──────── RECORDS FOR THE EXERCISE ────────

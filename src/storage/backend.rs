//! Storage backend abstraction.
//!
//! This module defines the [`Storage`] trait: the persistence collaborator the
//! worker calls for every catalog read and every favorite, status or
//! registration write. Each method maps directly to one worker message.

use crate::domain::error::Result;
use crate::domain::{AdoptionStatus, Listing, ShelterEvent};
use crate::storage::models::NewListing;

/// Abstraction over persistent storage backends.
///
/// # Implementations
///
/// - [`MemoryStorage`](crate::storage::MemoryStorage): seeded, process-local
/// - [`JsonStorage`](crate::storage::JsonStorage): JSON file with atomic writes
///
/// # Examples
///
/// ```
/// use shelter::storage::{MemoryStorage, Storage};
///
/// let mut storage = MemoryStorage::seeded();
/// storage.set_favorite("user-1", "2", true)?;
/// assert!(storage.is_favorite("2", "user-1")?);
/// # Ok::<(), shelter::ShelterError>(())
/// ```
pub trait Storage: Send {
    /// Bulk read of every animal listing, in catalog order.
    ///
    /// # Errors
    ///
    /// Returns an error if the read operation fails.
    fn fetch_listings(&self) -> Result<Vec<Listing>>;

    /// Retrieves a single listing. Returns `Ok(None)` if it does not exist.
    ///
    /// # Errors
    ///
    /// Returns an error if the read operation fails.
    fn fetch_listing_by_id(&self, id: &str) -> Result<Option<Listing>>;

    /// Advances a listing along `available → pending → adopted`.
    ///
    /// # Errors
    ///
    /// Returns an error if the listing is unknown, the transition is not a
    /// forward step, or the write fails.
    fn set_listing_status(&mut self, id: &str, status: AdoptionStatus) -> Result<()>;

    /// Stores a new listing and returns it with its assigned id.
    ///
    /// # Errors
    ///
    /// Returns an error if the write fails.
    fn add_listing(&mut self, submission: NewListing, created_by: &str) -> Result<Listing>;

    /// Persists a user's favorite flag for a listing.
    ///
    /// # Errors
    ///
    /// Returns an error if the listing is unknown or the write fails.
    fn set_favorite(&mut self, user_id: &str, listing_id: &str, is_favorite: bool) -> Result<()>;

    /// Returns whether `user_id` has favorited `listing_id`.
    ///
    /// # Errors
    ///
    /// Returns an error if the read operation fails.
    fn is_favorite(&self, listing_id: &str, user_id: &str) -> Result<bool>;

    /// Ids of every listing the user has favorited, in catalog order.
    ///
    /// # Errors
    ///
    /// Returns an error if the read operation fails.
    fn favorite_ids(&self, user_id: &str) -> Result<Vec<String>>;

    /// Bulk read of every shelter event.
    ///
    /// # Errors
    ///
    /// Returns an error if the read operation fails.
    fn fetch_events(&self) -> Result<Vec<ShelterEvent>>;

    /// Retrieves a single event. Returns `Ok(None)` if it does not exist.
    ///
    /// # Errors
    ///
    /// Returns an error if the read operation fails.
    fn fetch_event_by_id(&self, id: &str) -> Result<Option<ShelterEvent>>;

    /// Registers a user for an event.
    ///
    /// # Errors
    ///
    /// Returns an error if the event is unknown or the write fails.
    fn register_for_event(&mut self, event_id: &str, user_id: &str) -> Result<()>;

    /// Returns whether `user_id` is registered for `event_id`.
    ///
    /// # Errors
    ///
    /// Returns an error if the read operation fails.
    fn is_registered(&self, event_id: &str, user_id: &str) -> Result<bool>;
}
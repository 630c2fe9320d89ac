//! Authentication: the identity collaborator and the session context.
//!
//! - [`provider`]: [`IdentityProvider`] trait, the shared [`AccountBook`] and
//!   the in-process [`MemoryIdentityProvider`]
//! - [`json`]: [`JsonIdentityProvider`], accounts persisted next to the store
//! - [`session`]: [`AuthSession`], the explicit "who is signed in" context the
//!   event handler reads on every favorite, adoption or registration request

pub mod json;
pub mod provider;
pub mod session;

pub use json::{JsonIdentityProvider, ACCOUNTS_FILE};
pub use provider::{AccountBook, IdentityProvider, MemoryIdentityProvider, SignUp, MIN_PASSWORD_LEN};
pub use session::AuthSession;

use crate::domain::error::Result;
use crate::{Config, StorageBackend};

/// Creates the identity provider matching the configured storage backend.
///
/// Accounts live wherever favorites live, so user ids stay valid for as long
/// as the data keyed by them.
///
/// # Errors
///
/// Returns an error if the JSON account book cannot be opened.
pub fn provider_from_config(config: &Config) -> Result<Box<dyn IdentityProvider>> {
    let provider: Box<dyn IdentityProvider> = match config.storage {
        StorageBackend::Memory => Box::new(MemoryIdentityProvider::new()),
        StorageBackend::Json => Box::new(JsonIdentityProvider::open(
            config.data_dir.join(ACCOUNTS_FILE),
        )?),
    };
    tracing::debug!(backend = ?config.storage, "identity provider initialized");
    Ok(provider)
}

────────

ACTION ITEM: Please go through the data above and copy each line containing the word "exist".

REPLY TO THE EXERCISE:
    /// Retrieves a single listing. Returns `Ok(None)` if it does not exist.
    /// Retrieves a single event. Returns `Ok(None)` if it does not exist.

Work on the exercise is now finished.